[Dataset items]
_ _ _ _ _

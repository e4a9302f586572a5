//! Email/password signup: duplicate check, OTP round-trip, account creation.
//!
//! No user row is written until `complete` sees the right code for its handle.

use uuid::Uuid;

use super::credentials::{CredentialError, CredentialStore, hash_password_blocking};
use super::mail::MailError;
use super::otp::{IssueError, OtpVerifier, SignupCandidate, ValidationError, VerificationError, VerificationHandle};

#[derive(Debug, thiserror::Error)]
pub enum SignupError {
    #[error(transparent)]
    Validation(#[from] ValidationError),
    #[error(transparent)]
    Mail(#[from] MailError),
    #[error(transparent)]
    Verification(#[from] VerificationError),
    #[error(transparent)]
    Credential(#[from] CredentialError),
}

impl From<IssueError> for SignupError {
    fn from(err: IssueError) -> Self {
        match err {
            IssueError::Validation(e) => Self::Validation(e),
            IssueError::Mail(e) => Self::Mail(e),
        }
    }
}

/// Reject taken emails, then validate the form fields.
///
/// # Errors
///
/// Returns [`CredentialError::DuplicateEmail`] (wrapped) or the first
/// [`ValidationError`].
pub async fn check(store: &dyn CredentialStore, candidate: &SignupCandidate) -> Result<(), SignupError> {
    if store.find_by_email(&candidate.email).await?.is_some() {
        return Err(CredentialError::DuplicateEmail.into());
    }
    candidate.validate()?;
    Ok(())
}

/// Check the candidate and mail it a verification code.
///
/// # Errors
///
/// Everything [`check`] returns, plus [`SignupError::Mail`] on delivery failure.
pub async fn begin(
    store: &dyn CredentialStore,
    verifier: &OtpVerifier,
    candidate: SignupCandidate,
) -> Result<VerificationHandle, SignupError> {
    check(store, &candidate).await?;
    Ok(verifier.issue(candidate).await?)
}

/// Confirm the code for `handle` and create the account.
///
/// # Errors
///
/// Returns [`SignupError::Verification`] for a bad handle or code, and
/// [`SignupError::Credential`] if the email was taken in the meantime.
pub async fn complete(
    store: &dyn CredentialStore,
    verifier: &OtpVerifier,
    handle: &str,
    submitted_code: &str,
) -> Result<Uuid, SignupError> {
    let candidate = verifier.confirm(handle, submitted_code).await?;
    let password_hash = hash_password_blocking(candidate.password).await?;
    let id = store
        .create_user(&candidate.email, &candidate.display_name, &password_hash)
        .await?;
    tracing::info!(%id, email = %candidate.email, "account created");
    Ok(id)
}

#[cfg(test)]
#[path = "signup_test.rs"]
mod tests;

_ _ _ _ _

-- Task description --
Output nothing but the number of lines in the data containing the string "VerificationError".

-- Answer for the task --
2